> [Goal of the exercise] Word for word, restate each entry in the listing below.

> [Material for the task]
--------------------------------------------------

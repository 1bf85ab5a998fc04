//! Template-driven tetrahedron subdivision.
//!
//! Every element is visited once. Its case code is read off the cut-edge set;
//! code 0 copies the element, any other code emits the children of the
//! matching case-table row. Midpoints are synthesized per element, so an edge
//! shared by `k` split elements gets `k` coincident nodes until [`join`]
//! welds them.

use nalgebra::Point3;

use crate::error::{RefineError, Result};
use crate::mesh::{join, MergeStats, TetMesh};

use super::cases::{CaseTable, SlotSource, CENTROID_SLOT};
use super::cut::CutEdgeSet;
use super::geometry::signed_volume;

/// Split every element touching a cut edge. Does not merge.
///
/// Node `i` of `mesh` is node `i` of the result; new nodes are appended.
/// Children carry their parent's field value.
///
/// # Errors
/// - Any [`TetMesh::validate`] error
/// - [`RefineError::CutEdgeExtentMismatch`] if `cut` was planned on a mesh
///   with a different node count
/// - [`RefineError::CaseCodeOutOfRange`] from the table lookup
pub fn split_elements(mesh: &TetMesh, cut: &CutEdgeSet, table: &CaseTable) -> Result<TetMesh> {
    mesh.validate()?;
    if cut.num_nodes() != mesh.num_nodes() {
        return Err(RefineError::CutEdgeExtentMismatch {
            extent: cut.num_nodes(),
            nodes: mesh.num_nodes(),
        });
    }

    let mut output = TetMesh::with_capacity(
        mesh.num_nodes() + 6 * cut.len(),
        mesh.num_elems() + 4 * cut.len(),
    );
    for p in mesh.nodes() {
        output.add_point(*p);
    }

    let mut split = 0usize;

    for ei in 0..mesh.num_elems() {
        let nodes = mesh.elem(ei);
        let value = mesh.value(ei);
        let code = cut.case_code(nodes);

        if code == 0 {
            output.add_elem(nodes, value);
            continue;
        }

        let corners = mesh.elem_points(ei);
        let row = table.lookup_oriented(code, signed_volume(&corners))?;
        // New node per synthesized slot, created on first use.
        let mut synthesized = [None; CENTROID_SLOT as usize + 1];

        for template in row.case.templates() {
            let mut child = [0usize; 4];
            for (c, &slot) in child.iter_mut().zip(template) {
                *c = match row.slot_source(slot) {
                    Some(SlotSource::Corner(k)) => nodes[k],
                    Some(source) => *synthesized[slot as usize].get_or_insert_with(|| {
                        let p = match source {
                            SlotSource::Midpoint(a, b) => {
                                Point3::from((corners[a].coords + corners[b].coords) * 0.5)
                            }
                            _ => centroid(&corners),
                        };
                        output.add_point(p)
                    }),
                    None => return Err(RefineError::CaseCodeOutOfRange { code }),
                };
            }
            output.add_elem(child, value);
        }
        split += 1;
    }

    log::debug!(
        "split {} of {} elements into {} ({} new nodes before merge)",
        split,
        mesh.num_elems(),
        output.num_elems(),
        output.num_nodes() - mesh.num_nodes()
    );

    Ok(output)
}

fn centroid(corners: &[Point3<f64>; 4]) -> Point3<f64> {
    let sum = corners[0].coords + corners[1].coords + corners[2].coords + corners[3].coords;
    Point3::from(sum * 0.25)
}

/// Split elements along the cut edges, then weld coincident nodes and drop
/// duplicate elements.
pub fn subdivide(
    mesh: &TetMesh,
    cut: &CutEdgeSet,
    table: &CaseTable,
    merge_tolerance: f64,
) -> Result<(TetMesh, MergeStats)> {
    let split = split_elements(mesh, cut, table)?;
    join(&split, merge_tolerance)
}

--------------------------------------------------

> [Task output]
repository 1bf85ab5a998fc04
//! Template-driven tetrahedron subdivision.
//!
//! Every element is visited once. Its case code is read off the cut-edge set;
//! code 0 copies the element, any other code emits the children of the
//! matching case-table row. Midpoints are synthesized per element, so an edge
//! shared by `k` split elements gets `k` coincident nodes until [`join`]
//! welds them.

use nalgebra::Point3;

use crate::error::{RefineError, Result};
use crate::mesh::{join, MergeStats, TetMesh};

use super::cases::{CaseTable, SlotSource, CENTROID_SLOT};
use super::cut::CutEdgeSet;
use super::geometry::signed_volume;

/// Split every element touching a cut edge. Does not merge.
///
/// Node `i` of `mesh` is node `i` of the result; new nodes are appended.
/// Children carry their parent's field value.
///
/// # Errors
/// - Any [`TetMesh::validate`] error
/// - [`RefineError::CutEdgeExtentMismatch`] if `cut` was planned on a mesh
///   with a different node count
/// - [`RefineError::CaseCodeOutOfRange`] from the table lookup
pub fn split_elements(mesh: &TetMesh, cut: &CutEdgeSet, table: &CaseTable) -> Result<TetMesh> {
    mesh.validate()?;
    if cut.num_nodes() != mesh.num_nodes() {
        return Err(RefineError::CutEdgeExtentMismatch {
            extent: cut.num_nodes(),
            nodes: mesh.num_nodes(),
        });
    }

    let mut output = TetMesh::with_capacity(
        mesh.num_nodes() + 6 * cut.len(),
        mesh.num_elems() + 4 * cut.len(),
    );
    for p in mesh.nodes() {
        output.add_point(*p);
    }

    let mut split = 0usize;

    for ei in 0..mesh.num_elems() {
        let nodes = mesh.elem(ei);
        let value = mesh.value(ei);
        let code = cut.case_code(nodes);

        if code == 0 {
            output.add_elem(nodes, value);
            continue;
        }

        let corners = mesh.elem_points(ei);
        let row = table.lookup_oriented(code, signed_volume(&corners))?;
        // New node per synthesized slot, created on first use.
        let mut synthesized = [None; CENTROID_SLOT as usize + 1];

        for template in row.case.templates() {
            let mut child = [0usize; 4];
            for (c, &slot) in child.iter_mut().zip(template) {
                *c = match row.slot_source(slot) {
                    Some(SlotSource::Corner(k)) => nodes[k],
                    Some(source) => *synthesized[slot as usize].get_or_insert_with(|| {
                        let p = match source {
                            SlotSource::Midpoint(a, b) => {
                                Point3::from((corners[a].coords + corners[b].coords) * 0.5)
                            }
                            _ => centroid(&corners),
                        };
                        output.add_point(p)
                    }),
                    None => return Err(RefineError::CaseCodeOutOfRange { code }),
                };
            }
            output.add_elem(child, value);
        }
        split += 1;
    }

    log::debug!(
        "split {} of {} elements into {} ({} new nodes before merge)",
        split,
        mesh.num_elems(),
        output.num_elems(),
        output.num_nodes() - mesh.num_nodes()
    );

    Ok(output)
}

fn centroid(corners: &[Point3<f64>; 4]) -> Point3<f64> {
    let sum = corners[0].coords + corners[1].coords + corners[2].coords + corners[3].coords;
    Point3::from(sum * 0.25)
}

/// Split elements along the cut edges, then weld coincident nodes and drop
/// duplicate elements.
pub fn subdivide(
    mesh: &TetMesh,
    cut: &CutEdgeSet,
    table: &CaseTable,
    merge_tolerance: f64,
) -> Result<(TetMesh, MergeStats)> {
    let split = split_elements(mesh, cut, table)?;
    join(&split, merge_tolerance)
}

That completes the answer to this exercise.